╭─ Information provided
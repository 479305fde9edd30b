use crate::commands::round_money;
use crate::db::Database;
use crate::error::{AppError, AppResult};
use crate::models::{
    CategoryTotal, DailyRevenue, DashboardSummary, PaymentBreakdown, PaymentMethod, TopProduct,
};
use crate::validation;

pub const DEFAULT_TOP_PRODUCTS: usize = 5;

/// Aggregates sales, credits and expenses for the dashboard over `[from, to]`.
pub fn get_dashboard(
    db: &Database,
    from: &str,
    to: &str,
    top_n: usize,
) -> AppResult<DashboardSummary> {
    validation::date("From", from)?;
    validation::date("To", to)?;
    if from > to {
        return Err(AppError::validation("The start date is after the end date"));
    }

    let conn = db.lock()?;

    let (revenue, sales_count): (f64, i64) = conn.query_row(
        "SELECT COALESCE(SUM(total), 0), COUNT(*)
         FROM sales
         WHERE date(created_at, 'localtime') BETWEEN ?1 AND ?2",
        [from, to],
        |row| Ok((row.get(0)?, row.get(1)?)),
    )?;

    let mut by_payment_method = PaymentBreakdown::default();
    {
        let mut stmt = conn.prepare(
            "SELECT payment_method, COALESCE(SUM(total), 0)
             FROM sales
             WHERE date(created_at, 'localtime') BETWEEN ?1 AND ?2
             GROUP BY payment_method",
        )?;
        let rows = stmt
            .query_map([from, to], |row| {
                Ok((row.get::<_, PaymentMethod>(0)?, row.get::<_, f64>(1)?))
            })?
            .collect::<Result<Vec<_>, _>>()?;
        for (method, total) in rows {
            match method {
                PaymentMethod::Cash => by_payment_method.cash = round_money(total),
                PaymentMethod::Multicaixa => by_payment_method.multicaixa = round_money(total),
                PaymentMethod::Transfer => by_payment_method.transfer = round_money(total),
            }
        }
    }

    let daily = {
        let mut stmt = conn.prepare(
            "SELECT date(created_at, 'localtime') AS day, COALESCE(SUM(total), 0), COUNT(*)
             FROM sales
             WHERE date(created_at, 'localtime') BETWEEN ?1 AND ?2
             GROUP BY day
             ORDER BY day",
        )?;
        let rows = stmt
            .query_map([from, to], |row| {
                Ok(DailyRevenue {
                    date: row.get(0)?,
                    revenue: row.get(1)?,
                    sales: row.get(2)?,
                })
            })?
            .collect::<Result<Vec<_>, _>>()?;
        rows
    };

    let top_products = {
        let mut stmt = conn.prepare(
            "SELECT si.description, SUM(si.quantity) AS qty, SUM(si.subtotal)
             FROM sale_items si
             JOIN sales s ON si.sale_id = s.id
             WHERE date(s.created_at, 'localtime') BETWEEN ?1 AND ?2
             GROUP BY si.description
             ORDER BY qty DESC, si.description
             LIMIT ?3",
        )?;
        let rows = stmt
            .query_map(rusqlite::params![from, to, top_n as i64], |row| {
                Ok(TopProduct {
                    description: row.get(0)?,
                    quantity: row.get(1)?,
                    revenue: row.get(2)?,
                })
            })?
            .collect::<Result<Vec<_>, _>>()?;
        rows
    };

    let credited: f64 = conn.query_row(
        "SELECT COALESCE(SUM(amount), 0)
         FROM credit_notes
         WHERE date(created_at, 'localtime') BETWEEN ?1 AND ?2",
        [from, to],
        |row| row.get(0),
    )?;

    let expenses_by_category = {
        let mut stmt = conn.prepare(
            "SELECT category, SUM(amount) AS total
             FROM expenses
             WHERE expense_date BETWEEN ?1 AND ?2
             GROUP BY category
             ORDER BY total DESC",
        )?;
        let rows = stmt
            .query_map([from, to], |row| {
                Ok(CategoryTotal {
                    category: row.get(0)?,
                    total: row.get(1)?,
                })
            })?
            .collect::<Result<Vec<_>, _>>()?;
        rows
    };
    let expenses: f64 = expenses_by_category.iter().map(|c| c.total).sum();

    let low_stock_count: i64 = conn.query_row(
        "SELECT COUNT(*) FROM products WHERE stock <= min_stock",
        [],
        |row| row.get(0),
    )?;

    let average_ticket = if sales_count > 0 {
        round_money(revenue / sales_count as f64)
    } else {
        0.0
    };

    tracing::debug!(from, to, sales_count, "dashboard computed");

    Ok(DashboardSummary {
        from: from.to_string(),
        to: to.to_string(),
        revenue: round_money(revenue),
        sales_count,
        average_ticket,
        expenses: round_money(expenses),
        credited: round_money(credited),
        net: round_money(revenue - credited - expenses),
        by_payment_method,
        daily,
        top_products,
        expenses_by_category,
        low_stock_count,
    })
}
╰─
▶ **Required action**
Whenever the word "AppResult" shows up in a line of the entries, copy that line.

▶ **Task answer**
use crate::error::{AppError, AppResult};
) -> AppResult<DashboardSummary> {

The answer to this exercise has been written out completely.